Exercise materials:

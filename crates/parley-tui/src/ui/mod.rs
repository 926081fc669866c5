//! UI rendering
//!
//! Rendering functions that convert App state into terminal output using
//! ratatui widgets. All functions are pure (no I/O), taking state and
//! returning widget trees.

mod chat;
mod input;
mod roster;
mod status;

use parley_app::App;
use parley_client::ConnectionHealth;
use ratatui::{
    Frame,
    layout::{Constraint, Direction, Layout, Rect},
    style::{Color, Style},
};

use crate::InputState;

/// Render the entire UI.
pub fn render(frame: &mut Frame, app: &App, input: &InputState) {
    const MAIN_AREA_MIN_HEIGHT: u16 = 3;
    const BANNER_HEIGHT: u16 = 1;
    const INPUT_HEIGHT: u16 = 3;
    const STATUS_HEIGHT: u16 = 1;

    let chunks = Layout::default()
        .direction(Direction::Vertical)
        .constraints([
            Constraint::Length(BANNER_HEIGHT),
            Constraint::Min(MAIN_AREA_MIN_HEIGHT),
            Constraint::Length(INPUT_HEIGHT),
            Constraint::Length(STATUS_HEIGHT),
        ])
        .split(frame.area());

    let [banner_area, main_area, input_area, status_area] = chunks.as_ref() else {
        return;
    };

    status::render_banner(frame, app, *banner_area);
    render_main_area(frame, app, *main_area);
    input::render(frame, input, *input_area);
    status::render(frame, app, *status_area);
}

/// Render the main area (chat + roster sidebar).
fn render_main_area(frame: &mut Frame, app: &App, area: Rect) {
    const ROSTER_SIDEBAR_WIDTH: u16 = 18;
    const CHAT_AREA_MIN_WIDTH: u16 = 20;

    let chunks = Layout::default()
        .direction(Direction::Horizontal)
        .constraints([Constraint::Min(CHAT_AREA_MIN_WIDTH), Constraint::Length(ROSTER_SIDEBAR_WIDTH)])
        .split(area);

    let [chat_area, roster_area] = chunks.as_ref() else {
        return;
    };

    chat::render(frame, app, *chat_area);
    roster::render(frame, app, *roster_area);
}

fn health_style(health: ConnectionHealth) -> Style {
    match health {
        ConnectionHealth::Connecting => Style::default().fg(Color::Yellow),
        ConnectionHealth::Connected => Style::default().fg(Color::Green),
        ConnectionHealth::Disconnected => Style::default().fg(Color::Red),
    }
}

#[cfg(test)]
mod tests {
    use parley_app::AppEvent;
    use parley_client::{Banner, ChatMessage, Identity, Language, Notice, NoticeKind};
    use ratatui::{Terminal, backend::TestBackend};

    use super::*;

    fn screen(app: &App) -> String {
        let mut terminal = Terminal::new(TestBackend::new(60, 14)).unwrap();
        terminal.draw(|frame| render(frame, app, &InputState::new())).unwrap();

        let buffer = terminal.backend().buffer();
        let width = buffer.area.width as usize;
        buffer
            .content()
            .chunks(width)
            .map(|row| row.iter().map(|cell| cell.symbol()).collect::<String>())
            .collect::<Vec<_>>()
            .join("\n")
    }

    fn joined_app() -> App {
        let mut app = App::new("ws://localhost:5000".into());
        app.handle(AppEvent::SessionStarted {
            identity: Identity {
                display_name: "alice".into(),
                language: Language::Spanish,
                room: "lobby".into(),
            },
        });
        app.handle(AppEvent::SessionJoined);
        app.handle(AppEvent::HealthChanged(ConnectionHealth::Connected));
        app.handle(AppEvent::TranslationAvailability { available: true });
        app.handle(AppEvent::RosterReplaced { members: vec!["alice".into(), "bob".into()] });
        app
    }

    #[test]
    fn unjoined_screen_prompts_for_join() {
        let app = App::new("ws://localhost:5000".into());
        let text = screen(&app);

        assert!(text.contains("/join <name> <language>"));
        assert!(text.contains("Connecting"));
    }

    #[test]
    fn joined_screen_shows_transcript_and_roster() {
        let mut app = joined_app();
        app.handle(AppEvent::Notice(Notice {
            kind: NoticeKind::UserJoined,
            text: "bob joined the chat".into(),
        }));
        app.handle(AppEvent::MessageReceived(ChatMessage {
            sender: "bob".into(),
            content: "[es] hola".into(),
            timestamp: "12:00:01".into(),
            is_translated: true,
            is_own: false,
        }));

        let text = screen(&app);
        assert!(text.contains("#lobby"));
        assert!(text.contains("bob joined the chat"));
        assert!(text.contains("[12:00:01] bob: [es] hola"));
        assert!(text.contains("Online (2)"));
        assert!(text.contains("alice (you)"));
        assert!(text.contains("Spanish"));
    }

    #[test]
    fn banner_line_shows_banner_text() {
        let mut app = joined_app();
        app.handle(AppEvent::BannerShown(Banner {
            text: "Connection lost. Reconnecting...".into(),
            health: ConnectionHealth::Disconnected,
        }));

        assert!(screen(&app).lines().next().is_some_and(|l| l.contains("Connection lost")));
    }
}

Goal of the exercise: Each line above with the string "Color" should be reported in full.

Response to this task:
    style::{Color, Style},
        ConnectionHealth::Connecting => Style::default().fg(Color::Yellow),
        ConnectionHealth::Connected => Style::default().fg(Color::Green),
        ConnectionHealth::Disconnected => Style::default().fg(Color::Red),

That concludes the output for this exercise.